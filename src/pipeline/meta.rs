// src/pipeline/meta.rs

//! Metadata phase: one unit per department, merged by course identity.

use std::sync::Arc;
use std::time::Instant;

use indexmap::IndexMap;
use indexmap::map::Entry;

use crate::error::Result;
use crate::models::{CourseKey, CourseMeta, CrawlCounters, Target};
use crate::pipeline::{CrawlContext, TaskPool};
use crate::storage;
use crate::utils::report;

/// Obtain every department's course list for `target` and merge them.
///
/// Departments are served from the cache when possible. A department that
/// cannot be obtained is logged and contributes nothing. Records sharing a
/// (year, term, serial) key keep the one from the earliest department in
/// `departments`.
///
/// Only a pool misconfiguration is returned as an error.
pub async fn collect_metadata(
    ctx: &CrawlContext,
    target: Target,
    departments: &[String],
    counters: &Arc<CrawlCounters>,
) -> Result<Vec<CourseMeta>> {
    let pool = TaskPool::new(ctx.concurrency)?;
    let started = Instant::now();
    let total = departments.len();

    for department in departments {
        let source = Arc::clone(&ctx.source);
        let cache = ctx.storage.clone();
        let counters = Arc::clone(counters);
        let force = ctx.force;
        let department = department.clone();

        pool.submit(async move {
            let fetched = match storage::meta_key(&target, &department) {
                Ok(key) => {
                    let source = &source;
                    let name = department.as_str();
                    cache
                        .get_or_fetch(&key, force, move || source.fetch_meta(target, name))
                        .await
                }
                Err(e) => Err(e),
            };

            match fetched {
                Ok(list) => {
                    let origin = if list.is_hit() { "cached" } else { "fetched" };
                    let list = list.into_inner();
                    counters.department_done();
                    report::progress(
                        "meta",
                        started.elapsed(),
                        &format!(
                            "{target} {department}: {} courses {origin} ({}/{total} departments)",
                            list.len(),
                            counters.snapshot().meta_departments,
                        ),
                    );
                    Ok(Some(list))
                }
                Err(e) if e.is_not_found() => {
                    log::warn!("{target} {department}: skipped, {e}");
                    Ok(None)
                }
                Err(e) => {
                    log::error!("{target} {department}: skipped, {e}");
                    Ok(None)
                }
            }
        });
    }

    let results = pool.run_all().await;

    let mut merged: IndexMap<CourseKey, CourseMeta> = IndexMap::new();
    for (department, result) in departments.iter().zip(results) {
        let list = match result {
            Ok(Some(list)) => list,
            Ok(None) => continue,
            Err(e) => {
                log::error!("{target} {department}: {e}");
                continue;
            }
        };

        for meta in list {
            match merged.entry(meta.key()) {
                Entry::Vacant(slot) => {
                    slot.insert(meta);
                }
                Entry::Occupied(_) => {
                    log::debug!("{target} {department}: duplicate course {}", meta.label());
                }
            }
        }
    }

    counters.add_meta(merged.len());
    log::info!(
        "{target}: {} unique courses from {}/{total} departments",
        merged.len(),
        counters.snapshot().meta_departments,
    );

    Ok(merged.into_values().collect())
}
───
● YOUR ASSIGNMENT
Would you please repeat exactly the lines above, starting at the line with "by course identity." and stopping at the line with "A department that", both included?

● EXERCISE RESPONSE
//! Metadata phase: one unit per department, merged by course identity.

use std::sync::Arc;
use std::time::Instant;

use indexmap::IndexMap;
use indexmap::map::Entry;

use crate::error::Result;
use crate::models::{CourseKey, CourseMeta, CrawlCounters, Target};
use crate::pipeline::{CrawlContext, TaskPool};
use crate::storage;
use crate::utils::report;

/// Obtain every department's course list for `target` and merge them.
///
/// Departments are served from the cache when possible. A department that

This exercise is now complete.